Entonces. Circa 1970
Entonces... sí, toca hablar de entonces, en torno a 1970 jugábamos a sabernos el orden de las comparsas. Porque para los niños de Villena era tan útil o tan inútil como saberse los días de la semana, los meses del año, las estaciones. Útil o inútil porque a pesar de nuestra sabiduría o ignorancia sobre estas cosas, éstas se suceden. Cuando perdemos conciencia del tiempo, por ejemplo de los días en un viaje o en una prisión, los días no dejan de pasar. Igual las comparsas. Y lo hacíamos como juego esperando que transitaran las músicas y la fiesta.

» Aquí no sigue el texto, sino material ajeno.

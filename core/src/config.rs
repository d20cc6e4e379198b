//! Arena configuration loaded from TOML.
//!
//! Every section carries serde defaults, so a configuration file only needs to
//! mention the values it overrides. [`ArenaConfig::default`] is a complete,
//! playable arena.

use std::{collections::HashSet, time::Duration};

use glam::Vec2;
use serde::Deserialize;
use thiserror::Error;

use crate::{ActionCategory, GameMode, WaveDefinition, WaveEntry, WeightVector};

/// Longest cooldown, delay or reload accepted from a configuration, seconds.
pub const MAX_SECONDS: f32 = 3_600.0;

/// Largest time rate accepted for any autoplay speed.
pub const MAX_TIME_SCALE: f32 = 100.0;

/// Errors raised while loading or validating an [`ArenaConfig`].
#[derive(Debug, Error)]
pub enum ConfigError {
    /// The TOML document could not be parsed.
    #[error("failed to parse arena config: {0}")]
    Parse(#[from] toml::de::Error),
    /// A wave references a template missing from the roster.
    #[error("wave references unknown enemy template `{0}`")]
    UnknownTemplate(String),
    /// Two roster entries share a name.
    #[error("duplicate enemy template `{0}`")]
    DuplicateTemplate(String),
    /// None of the wave sets contain a wave.
    #[error("arena config defines no waves")]
    NoWaves,
    /// A distance, speed or health value is zero or negative.
    #[error("`{field}` must be positive, found {value}")]
    NonPositive {
        /// Dotted path of the offending field.
        field: String,
        /// Value found in the configuration.
        value: f32,
    },
    /// A duration or time rate is not finite or exceeds its ceiling.
    #[error("`{field}` must be a finite value no greater than {max}, found {value}")]
    OutOfRange {
        /// Dotted path of the offending field.
        field: String,
        /// Value found in the configuration.
        value: f32,
        /// Largest accepted value.
        max: f32,
    },
    /// An enemy's attack delay bounds are inverted.
    #[error("enemy `{name}` has min attack delay {min} above max {max}")]
    InvertedAttackDelay {
        /// Template name.
        name: String,
        /// Lower bound in seconds.
        min: f32,
        /// Upper bound in seconds.
        max: f32,
    },
    /// The opening-shots range contains no integers.
    #[error("opening shots range {min}..{max} is empty")]
    EmptyOpeningShots {
        /// Inclusive lower bound.
        min: u32,
        /// Exclusive upper bound.
        max: u32,
    },
}

/// Complete description of an arena, its actor, roster and waves.
#[derive(Clone, Debug, PartialEq, Deserialize)]
#[serde(default)]
pub struct ArenaConfig {
    /// Seed for every random stream in the session.
    pub seed: u64,
    /// Rounds played per wave in the telemetry benchmark.
    pub telemetry_runs: u32,
    /// Stats of the controlled actor.
    pub player: PlayerConfig,
    /// Autoplay driver tuning.
    pub autoplay: AutoplayConfig,
    /// Situational multipliers applied by the weighted policy.
    pub weight_scales: WeightScales,
    /// Initial weights for the weighted policy.
    pub weights: WeightVector,
    /// Spawn grid and actor start position.
    pub layout: SpawnLayout,
    /// Enemy templates referenced by waves.
    pub enemies: Vec<EnemyTemplate>,
    /// Wave lists per game mode.
    pub waves: WaveSets,
}

impl Default for ArenaConfig {
    fn default() -> Self {
        Self {
            seed: 0x5eed_cafe_f00d_d00d,
            telemetry_runs: 3,
            player: PlayerConfig::default(),
            autoplay: AutoplayConfig::default(),
            weight_scales: WeightScales::default(),
            weights: WeightVector::default(),
            layout: SpawnLayout::default(),
            enemies: default_roster(),
            waves: WaveSets::builtin(),
        }
    }
}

Sobre sillas particulares y domésticas engarzadas con ataduras. Sillas de chapa, de enea, de terciopelos... Y nos perdíamos. Sobre todo al principio del bando cristiano, después de los Estudiantes. Esperando a los Ballesteros, nos perdíamos. A los niños nos gustaban mucho los Ballesteros de entonces porque nos recordaban al Errol Flynn de las películas de espadachines y arqueros y al Peter Pan de nuestros cuentos. Los Ballesteros y los Piratas. Éstos por aquello de la bulla y de los barcos de cartón surcando mares de adoquín. Por lo menos al niño que yo era, así le pasaba. Si bien, los más míos, los nuestros, eran los Marruecos, que ya habían desfilado dejando evoluciones bordadas con hermosura sobre la calzada.

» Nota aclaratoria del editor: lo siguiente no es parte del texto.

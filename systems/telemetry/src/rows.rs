//! Row layouts written by the telemetry aggregator.
//!
//! Column order and count are consumed by external spreadsheets; keep the
//! headers and the `Display` implementations in lockstep.

use std::{
    fmt,
    io::{self, Write},
};

/// Header written whenever the game mode changes.
pub const ROUND_HEADER: &str = "AI TYPE, CATEGORY, ENEMIES, RATING, DIFF, WINS, LOSSES, WIN %, \
ROUND TIME, MELEE %, RANGED %, RELOAD %, AOE %";

/// Header written before every run summary row.
pub const RUN_HEADER: &str = "TOTAL ROUNDS, TOTAL WINS, TOTAL LOSSES, TOTAL TIME, DPS, \
TOTAL DAMAGE, MELEE DAMAGE, RANGED DAMAGE, AOE DAMAGE, PERFECT RELOAD COUNT";

/// Aggregated results of one wave.
#[derive(Clone, Debug, PartialEq)]
pub struct RoundRow {
    /// Controlling AI label.
    pub ai: String,
    /// Category column of the wave.
    pub category: String,
    /// Composition column such as `3xGolem/2xHarpy`.
    pub composition: String,
    /// Health-percent rating.
    pub rating: f32,
    /// Rating minus the baseline rating recorded for the same wave slot.
    pub rating_delta: f32,
    /// Rounds won.
    pub wins: u32,
    /// Rounds lost.
    pub losses: u32,
    /// Wins as a percentage of rounds played.
    pub win_percent: f32,
    /// Duration of the last round in seconds.
    pub round_time: f32,
    /// Usage share of melee, ranged, reload and AOE, in percent.
    pub usage: [f32; 4],
}

impl fmt::Display for RoundRow {
    fn fmt(&self, f: &mut fmt::Formatter<'_>) -> fmt::Result {
        let [melee, ranged, reload, aoe] = self.usage;
        write!(
            f,
            "{}, {}, {}, {:.1}%, {:.1}%, {}, {}, {:.0}%, {:.1}, {:.1}%, {:.1}%, {:.1}%, {:.1}%",
            self.ai,
            self.category,
            self.composition,
            self.rating,
            self.rating_delta,
            self.wins,
            self.losses,
            self.win_percent,
            self.round_time,
            melee,
            ranged,
            reload,
            aoe,
        )
    }
}

/// Aggregated results of a whole run.
#[derive(Clone, Debug, PartialEq)]
pub struct RunRow {
    /// Rounds won plus rounds lost.
    pub rounds: u32,
    /// Rounds won.
    pub wins: u32,
    /// Rounds lost.
    pub losses: u32,
    /// Run duration in seconds.
    pub total_time: f32,
    /// Total damage divided by run duration; zero when no time elapsed.
    pub damage_per_second: f32,
    /// Melee, ranged and AOE damage combined.
    pub total_damage: f32,
    /// Damage dealt by melee strikes.
    pub melee_damage: f32,
    /// Damage dealt by projectiles.
    pub ranged_damage: f32,
    /// Damage dealt by AOE sweeps.
    pub aoe_damage: f32,
    /// Shots that consumed a perfect-reload bonus.
    pub perfect_reloads: u32,
}

impl fmt::Display for RunRow {
    fn fmt(&self, f: &mut fmt::Formatter<'_>) -> fmt::Result {
        write!(
            f,
            "{}, {}, {}, {:.2}, {:.2}, {:.1}, {:.1}, {:.1}, {:.1}, {}",
            self.rounds,
            self.wins,
            self.losses,
            self.total_time,
            self.damage_per_second,
            self.total_damage,
            self.melee_damage,
            self.ranged_damage,
            self.aoe_damage,
            self.perfect_reloads,
        )
    }
}

/// Destination for formatted telemetry rows.
pub trait RowSink {
    /// Appends one row.
    fn append_row(&mut self, row: &str) -> io::Result<()>;

    /// Pushes buffered rows to their destination.
    fn flush(&mut self) -> io::Result<()> {
        Ok(())
    }
}

/// Writes one row per line into any [`Write`] implementation.
#[derive(Debug)]
pub struct WriterSink<W: Write> {
    writer: W,
}

impl<W: Write> WriterSink<W> {
    /// Wraps the provided writer.
    #[must_use]
    pub fn new(writer: W) -> Self {
        Self { writer }
    }

    /// Returns the wrapped writer.
    pub fn into_inner(self) -> W {
        self.writer
    }
}

impl<W: Write> RowSink for WriterSink<W> {
    fn append_row(&mut self, row: &str) -> io::Result<()> {
        writeln!(self.writer, "{row}")
    }

    fn flush(&mut self) -> io::Result<()> {
        self.writer.flush()
    }
}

Y para el niño que yo era había entonces, además de la parafernalia de las comparsas, otro atractivo fuerte. Eran las brocerías que tiraban desde las carrozas. No sé, pero entre tanto caramelo y juguetes, cuando llega hasta aquí la memoria, también me viene la imagen de un estropajo de estopa propulsado por una catapulta como de plata y pala desde una carroza pirata. Había también otra cosa que, como niños, nos hacía felices en aquellas fiestas no tan masificadas. Era la mayor sensación de libertad. Porque uno se sentía suelto. Sin horarios estrictos, acaso determinados por los festejos. Esto ha sido siempre para mí lo mejor de las fiestas. Esa sensación relajante de no importar apenas el reloj. Otra cosa eran las Embajadas. En el castillo de pega. Que recuerdo más en la Plaza de Santiago. Los textos bravucones resonaban en nuestros oídos de asombro. Admirados de voces engoladas. Y también estaba la Virgen. Ha tenido que pasar el tiempo para que uno vaya entendiendo muchas lágrimas en las fachadas y muchas esperanzas. Y la fe.
Luego vino la juventud. Y la razón se llevó gran parte de la fantasía. También, al margen de nosotros, los afanes por el espectáculo fueron quitando ensueños pero... Pero no dejemos la memoria. Entonces las comparsas las que veíamos desde las sillas sacadas de las cambras eran genealogía. Por generaciones y motes se identificaban las comparsas desde el orgullo de pertenencia a un común heredado y desde la conciencia del bien hacer.
Y no recuerdo güisquis, ni cubatas. Las bebidas eran vinos, cervezas, coñacs y otros licores como cinzanos, anises y cantuesos. ¿Y las pastas?... Un olor de dulce había ido inundando en los días anteriores las calles. Las calles se llenaban con el olor de los hornos cercanos y de mujeres con las llandas que habían preparado para llevar a cocer. Almendrados, rollos de vino, polvorones, mantecados y sequillos. Mi dulce preferido de fiestas. Especialmente me gustaba ver el trajín de las calles por El Rabal. Recién encaladas las casas. Por allí nos llevaba mi madre a recorrer sus infancias. Y a ver a sus tíos y a su prima Pepita la de Caracoles que guardaba y guarda todas las esencias puras y todas las bondades que me recuerdan la parte tan tierna en la memoria, y tan difusa, de mi abuela Josefa.
Yo creo que si amo las fiestas de ahora es porque aún me reviven aquellas del segundo lustro de los sesenta y de los primeros años de los setenta. Luego llegó eso del Congreso el mejor que ha habido sobre la cosa y otras filosofías. Y no sólo han ido desapareciendo chucherías y cales. También la ilusión. Suerte que aún nos queda la querencia por los Marruecos los nuestros, por los Piratas y Ballesteros. Y algún rincón familiar en El Rabal donde ver a la Virgen en procesión para pedirle.